Here’s a simple example:
groups:
- name: example-alerts
rules:
- alert: HighCPUUsage
expr: cpu_usage_percentage > 80
for: 5m
labels:
severity: warning
annotations:
summary: "High CPU usage detected"
description: "CPU usage is above 80% for more than 5 minutes"
Breaking it down:
- expr: The PromQL query that checks your condition (Is CPU usage above 80%?)
- for: How long the condition needs to stay true before firing (5 minutes here)
- labels: Extra info, like how serious this alert is
- annotations: Messages that help people understand what’s going on
Key Alerts for Tracking Infrastructure Performance
Infrastructure alerts are the alerts that warn you about issues with your servers before they get worse.
CPU and Memory Monitoring
High CPU usage usually means your system is under heavy load or a process is consuming more resources than expected. Here’s a simple alert to monitor CPU usage:
- alert: HighCPUUsage
expr: 100 - (avg by(instance) (irate(node_cpu_seconds_total{mode="idle"}[5m])) * 100) > 85
for: 10m
labels:
severity: warning
team: platform
annotations:
summary: "High CPU usage on {{ $labels.instance }}"

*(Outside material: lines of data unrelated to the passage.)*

use serde::{Deserialize, Serialize};
use std::sync::atomic::{AtomicI64, Ordering};
use std::sync::{Arc, Mutex, MutexGuard};

pub const MS_PER_SEC: i64 = 1000;
pub const STALE_SESSION_MS: i64 = 60 * 60 * MS_PER_SEC;

/// Source of "now" in milliseconds since the unix epoch
pub trait TimeSource: Send + Sync {
    fn now_ms(&self) -> i64;
}

/// Wall clock
#[derive(Debug, Clone, Copy, Default)]
pub struct SystemTimeSource;

impl TimeSource for SystemTimeSource {
    fn now_ms(&self) -> i64 {
        chrono::Utc::now().timestamp_millis()
    }
}

/// Hand-driven clock for tests and headless runs. Clones share the same time.
#[derive(Debug, Clone, Default)]
pub struct ManualTime {
    now: Arc<AtomicI64>,
}

impl ManualTime {
    pub fn new(start_ms: i64) -> Self {
        Self {
            now: Arc::new(AtomicI64::new(start_ms)),
        }
    }

    pub fn set(&self, ms: i64) {
        self.now.store(ms, Ordering::SeqCst);
    }

    pub fn advance_ms(&self, ms: i64) {
        self.now.fetch_add(ms, Ordering::SeqCst);
    }

    pub fn advance_secs(&self, secs: i64) {
        self.advance_ms(secs * MS_PER_SEC);
    }
}

impl TimeSource for ManualTime {
    fn now_ms(&self) -> i64 {
        self.now.load(Ordering::SeqCst)
    }
}

/// Persisted session timing record
#[derive(Debug, Clone, Copy, PartialEq, Eq, Serialize, Deserialize)]
#[serde(rename_all = "camelCase")]
pub struct SessionData {
    pub start_time: i64,
    pub last_save_time: i64,
    pub total_session_time: i64,
}

impl SessionData {
    pub fn is_valid(&self) -> bool {
        self.total_session_time >= 0
    }
}

#[derive(Debug, Clone, Copy, PartialEq, Eq)]
struct ClockState {
    start_time: i64,
    total_ms: i64,
    active: bool,
}

/// Time from `start` to `now`, never negative and never overflowing
fn span_ms(start: i64, now: i64) -> i64 {
    now.saturating_sub(start).max(0)
}

impl ClockState {
    fn live_ms(&self, now: i64) -> i64 {
        if self.active {
            self.total_ms.saturating_add(span_ms(self.start_time, now))
        } else {
            self.total_ms
        }
    }

    fn fold(&mut self, now: i64) {
        if self.active {
            self.total_ms = self.live_ms(now);
            self.start_time = now;
        }
    }
}

/// How a restore attempt turned out
#[derive(Debug, Clone, Copy, PartialEq, Eq)]
pub enum Restore {
    /// Persisted time carried over, including the gap while closed
    Resumed { gap_ms: i64 },
    /// Record too old, started from zero
    Stale { age_ms: i64 },
}

/// Active writing time. Elapsed time is `total + (now - start)` while
/// active; checkpoints fold the live part into the total.
///
/// All state sits behind one mutex so a reader never observes a half-applied
/// checkpoint.
#[derive(Debug)]
pub struct SessionClock {
    state: Mutex<ClockState>,
}

impl SessionClock {
    pub fn new(now: i64) -> Self {
        Self {
            state: Mutex::new(ClockState {
                start_time: now,
                total_ms: 0,
                active: false,
            }),
        }
    }

    fn lock(&self) -> MutexGuard<'_, ClockState> {
        // The state is plain data; a poisoned guard still holds a usable value.
        self.state.lock().unwrap_or_else(|e| e.into_inner())
    }

    pub fn is_active(&self) -> bool {
        self.lock().active
    }

    pub fn total_ms(&self) -> i64 {
        self.lock().total_ms
    }

    pub fn start_time(&self) -> i64 {
        self.lock().start_time
    }

    /// Inactive -> active. Accumulated time carries over.
    pub fn start(&self, now: i64) {
        let mut s = self.lock();
        if !s.active {
            s.start_time = now;
            s.active = true;
        }
    }

    /// New run from zero, active immediately
    pub fn begin_fresh(&self, now: i64) {
        *self.lock() = ClockState {
            start_time: now,
            total_ms: 0,
            active: true,
        };
    }

    pub fn elapsed_ms(&self, now: i64) -> i64 {
        self.lock().live_ms(now)
    }

    pub fn elapsed_secs(&self, now: i64) -> u64 {
        u64::try_from(self.elapsed_ms(now) / MS_PER_SEC).unwrap_or(0)
    }

    /// Fold live time into the total and return the record to persist.
    pub fn checkpoint(&self, now: i64) -> SessionData {
        let mut s = self.lock();
        s.fold(now);
        SessionData {
            start_time: s.start_time,
            last_save_time: now,
            total_session_time: s.total_ms,
        }
    }

    pub fn pause(&self, now: i64) {
        let mut s = self.lock();
        s.fold(now);
        s.active = false;
    }

    pub fn reset(&self, now: i64) {
        *self.lock() = ClockState {
            start_time: now,
            total_ms: 0,
            active: false,
        };
    }

    /// Rebuild from a persisted record. Time spent closed counts as session
    /// time as long as the record is younger than `stale_after_ms`. Leaves
    /// the clock inactive; the caller decides whether the session runs.
    pub fn restore(&self, data: &SessionData, now: i64, stale_after_ms: i64) -> Restore {
        let age = now.checked_sub(data.last_save_time);
        let resumed = age
            .filter(|age| *age < stale_after_ms && data.is_valid())
            .and_then(|age| {
                let gap_ms = age.max(0);
                data.total_session_time
                    .checked_add(gap_ms)
                    .map(|total| (gap_ms, total))
            });
        let mut s = self.lock();
        match resumed {
            Some((gap_ms, total_ms)) => {
                *s = ClockState {
                    start_time: now,
                    total_ms,
                    active: false,
                };
                Restore::Resumed { gap_ms }
            }
            // Out-of-range records are as unusable as old ones.
            None => {
                *s = ClockState {
                    start_time: now,
                    total_ms: 0,
                    active: false,
                };
                Restore::Stale {
                    age_ms: age.unwrap_or(i64::MAX),
                }
            }
        }
    }
}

description: "CPU usage is {{ $value }}% on {{ $labels.instance }}"
What’s happening here?
- The query calculates the percentage of CPU in use (not idle).
- If usage exceeds 85% for 10 minutes, the alert triggers.

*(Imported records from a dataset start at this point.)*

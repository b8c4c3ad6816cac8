//! Timer bookkeeping for autosave and the live display.
//!
//! Nothing here sleeps or spawns. The event loop calls [`Scheduler::due`] on
//! every tick with the current time and runs whatever comes back, which keeps
//! all mutation on one thread and makes timing fully deterministic in tests.

use std::collections::BTreeMap;

use crate::config::AppConfig;

#[derive(Debug, Clone, Copy, PartialEq, Eq, PartialOrd, Ord, Hash)]
pub enum TaskKind {
    /// Debounced text flush
    TextSave,
    /// Fold live session time and persist it
    SessionCheckpoint,
    /// Recompute stats for the live duration display
    DisplayTick,
}

/// Handle to one scheduling of a task. Rescheduling the same kind
/// invalidates older handles.
#[derive(Debug, Clone, Copy, PartialEq, Eq)]
pub struct TaskHandle {
    pub kind: TaskKind,
    generation: u64,
}

#[derive(Debug, Clone, Copy)]
struct Scheduled {
    due_ms: i64,
    period_ms: Option<i64>,
    generation: u64,
}

#[derive(Debug, Default)]
pub struct Scheduler {
    tasks: BTreeMap<TaskKind, Scheduled>,
    next_generation: u64,
}

impl Scheduler {
    pub fn new() -> Self {
        Self::default()
    }

    fn insert(&mut self, kind: TaskKind, due_ms: i64, period_ms: Option<i64>) -> TaskHandle {
        self.next_generation += 1;
        let generation = self.next_generation;
        self.tasks.insert(
            kind,
            Scheduled {
                due_ms,
                period_ms,
                generation,
            },
        );
        TaskHandle { kind, generation }
    }

    /// Run once after `delay_ms`. Replaces any pending run of the same kind,
    /// which is what makes repeated calls a debounce.
    pub fn schedule_once(&mut self, kind: TaskKind, now: i64, delay_ms: i64) -> TaskHandle {
        self.insert(kind, now + delay_ms, None)
    }

    /// Run every `period_ms`, first run one period from now
    pub fn schedule_every(&mut self, kind: TaskKind, now: i64, period_ms: i64) -> TaskHandle {
        let period_ms = period_ms.max(1);
        self.insert(kind, now + period_ms, Some(period_ms))
    }

    /// Cancel only if `handle` is still the live scheduling
    pub fn cancel_handle(&mut self, handle: TaskHandle) -> bool {
        match self.tasks.get(&handle.kind) {
            Some(s) if s.generation == handle.generation => {
                self.tasks.remove(&handle.kind);
                true
            }
            _ => false,
        }
    }

    pub fn is_pending(&self, kind: TaskKind) -> bool {
        self.tasks.contains_key(&kind)
    }

    pub fn is_live(&self, handle: TaskHandle) -> bool {
        self.tasks
            .get(&handle.kind)
            .is_some_and(|s| s.generation == handle.generation)
    }

    /// Pop everything due at `now`. One-shot tasks are removed; periodic
    /// tasks fire once even if several periods were missed, then re-arm on
    /// their original cadence.
    pub fn due(&mut self, now: i64) -> Vec<TaskKind> {
        let mut fired = Vec::new();
        let mut finished = Vec::new();
        for (kind, task) in self.tasks.iter_mut() {
            if task.due_ms > now {
                continue;
            }
            fired.push(*kind);
            match task.period_ms {
                Some(period) => {
                    let missed = (now - task.due_ms) / period;
                    task.due_ms += (missed + 1) * period;
                }
                None => finished.push(*kind),
            }
        }
        for kind in finished {
            self.tasks.remove(&kind);
        }
        fired
    }
}

/// Autosave cadence
#[derive(Debug, Clone, Copy, PartialEq, Eq)]
pub struct AutosavePolicy {
    pub text_debounce_ms: i64,
    pub checkpoint_interval_ms: i64,
    pub display_tick_ms: i64,
}

impl Default for AutosavePolicy {
    fn default() -> Self {
        Self::from(&AppConfig::default())
    }
}

impl From<&AppConfig> for AutosavePolicy {
    fn from(cfg: &AppConfig) -> Self {
        Self {
            text_debounce_ms: cfg.text_debounce_ms(),
            checkpoint_interval_ms: cfg.checkpoint_interval_ms(),
            display_tick_ms: cfg.display_tick_ms(),
        }
    }
}

#[cfg(test)]
mod tests {
    use super::*;

    #[test]
    fn debounce_coalesces_rapid_edits() {
        let mut s = Scheduler::new();
        s.schedule_once(TaskKind::TextSave, 0, 1000);
        s.schedule_once(TaskKind::TextSave, 400, 1000);
        s.schedule_once(TaskKind::TextSave, 900, 1000);
        assert!(s.due(1000).is_empty());
        assert!(s.due(1899).is_empty());
        assert_eq!(s.due(1900), vec![TaskKind::TextSave]);
        assert!(s.due(5000).is_empty());
    }

    #[test]
    fn periodic_tasks_rearm() {
        let mut s = Scheduler::new();
        s.schedule_every(TaskKind::SessionCheckpoint, 0, 30_000);
        assert!(s.due(29_999).is_empty());
        assert_eq!(s.due(30_000), vec![TaskKind::SessionCheckpoint]);
        assert!(s.due(59_999).is_empty());
        assert_eq!(s.due(60_000), vec![TaskKind::SessionCheckpoint]);
    }

    #[test]
    fn missed_periods_fire_once() {
        let mut s = Scheduler::new();
        s.schedule_every(TaskKind::DisplayTick, 0, 1000);
        assert_eq!(s.due(5_500), vec![TaskKind::DisplayTick]);
        assert!(s.due(5_999).is_empty());
        assert_eq!(s.due(6_000), vec![TaskKind::DisplayTick]);
    }

    #[test]
    fn cancelled_debounce_never_fires() {
        let mut s = Scheduler::new();
        let handle = s.schedule_once(TaskKind::TextSave, 0, 1000);
        assert!(s.cancel_handle(handle));
        assert!(s.due(10_000).is_empty());
        assert!(!s.cancel_handle(handle));
    }

    #[test]
    fn stale_handles_cannot_cancel_newer_schedules() {
        let mut s = Scheduler::new();
        let old = s.schedule_once(TaskKind::TextSave, 0, 1000);
        let new = s.schedule_once(TaskKind::TextSave, 100, 1000);
        assert!(!s.is_live(old));
        assert!(!s.cancel_handle(old));
        assert!(s.is_pending(TaskKind::TextSave));
        assert!(s.cancel_handle(new));
        assert!(!s.is_pending(TaskKind::TextSave));
    }

    #[test]
    fn several_kinds_fire_together_in_order() {
        let mut s = Scheduler::new();
        s.schedule_every(TaskKind::DisplayTick, 0, 1000);
        s.schedule_once(TaskKind::TextSave, 0, 1000);
        s.schedule_every(TaskKind::SessionCheckpoint, 0, 1000);
        assert_eq!(
            s.due(1000),
            vec![
                TaskKind::TextSave,
                TaskKind::SessionCheckpoint,
                TaskKind::DisplayTick
            ]
        );
        assert!(!s.is_pending(TaskKind::TextSave));
        assert!(s.is_pending(TaskKind::DisplayTick));
    }

    #[test]
    fn policy_follows_config() {
        let policy = AutosavePolicy::default();
        assert_eq!(policy.text_debounce_ms, 1000);
        assert_eq!(policy.checkpoint_interval_ms, 30_000);
        assert_eq!(policy.display_tick_ms, 1000);
    }
}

- Labels and annotations provide context to the team receiving the alert.
This alert can help identify situations where CPU resources are heavily consumed, allowing you to take action before performance degrades.
Memory alerts are equally important. When memory usage is too high, applications may slow down or crash. Here’s an example alert for memory usage:
- alert: HighMemoryUsage
expr: (node_memory_MemTotal_bytes - node_memory_MemAvailable_bytes) / node_memory_MemTotal_bytes * 100 > 90
for: 5m
labels:
severity: critical
team: platform
annotations:
summary: "High memory usage on {{ $labels.instance }}"

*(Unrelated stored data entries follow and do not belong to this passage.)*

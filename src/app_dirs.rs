use directories::ProjectDirs;
use std::path::PathBuf;

const APP_NAME: &str = "writeflow";

/// Centralized application directory resolution
pub struct AppDirs;

impl AppDirs {
    /// `$HOME/.local/state/writeflow`, or the platform's local data dir
    pub fn state_dir() -> Option<PathBuf> {
        if let Ok(home) = std::env::var("HOME") {
            Some(
                PathBuf::from(home)
                    .join(".local")
                    .join("state")
                    .join(APP_NAME),
            )
        } else {
            ProjectDirs::from("", "", APP_NAME).map(|pd| pd.data_local_dir().to_path_buf())
        }
    }

    pub fn db_path() -> Option<PathBuf> {
        Self::state_dir().map(|d| d.join("writeflow.db"))
    }

    pub fn log_path() -> Option<PathBuf> {
        Self::state_dir().map(|d| d.join("writeflow.log"))
    }

    pub fn config_path() -> Option<PathBuf> {
        ProjectDirs::from("", "", APP_NAME).map(|pd| pd.config_dir().join("config.json"))
    }
}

description: "Memory usage is {{ $value }}% on {{ $labels.instance }}"
This alert fires if memory usage remains above 90% for 5 minutes. It helps identify issues like memory leaks or unexpected spikes before they cause application failures.
Early Warnings for Low Disk Space Conditions
Running out of disk space can cause your services to stop working quickly. This alert helps you catch low disk space early so you have time to clean up or add more storage:
- alert: DiskSpaceLow
expr: (node_filesystem_avail_bytes{fstype!="tmpfs"} / node_filesystem_size_bytes{fstype!="tmpfs"}) * 100 < 10
for: 5m
labels:
severity: warning
team: platform
annotations:
summary: "Low disk space on {{ $labels.instance }}"
description: "Disk space is {{ $value }}% full on {{ $labels.instance }} at {{ $labels.mountpoint }}"
What this does:
- It checks if available disk space is below 10% for at least 5 minutes.
- It ignores temporary file systems (like tmpfs) to avoid false alerts.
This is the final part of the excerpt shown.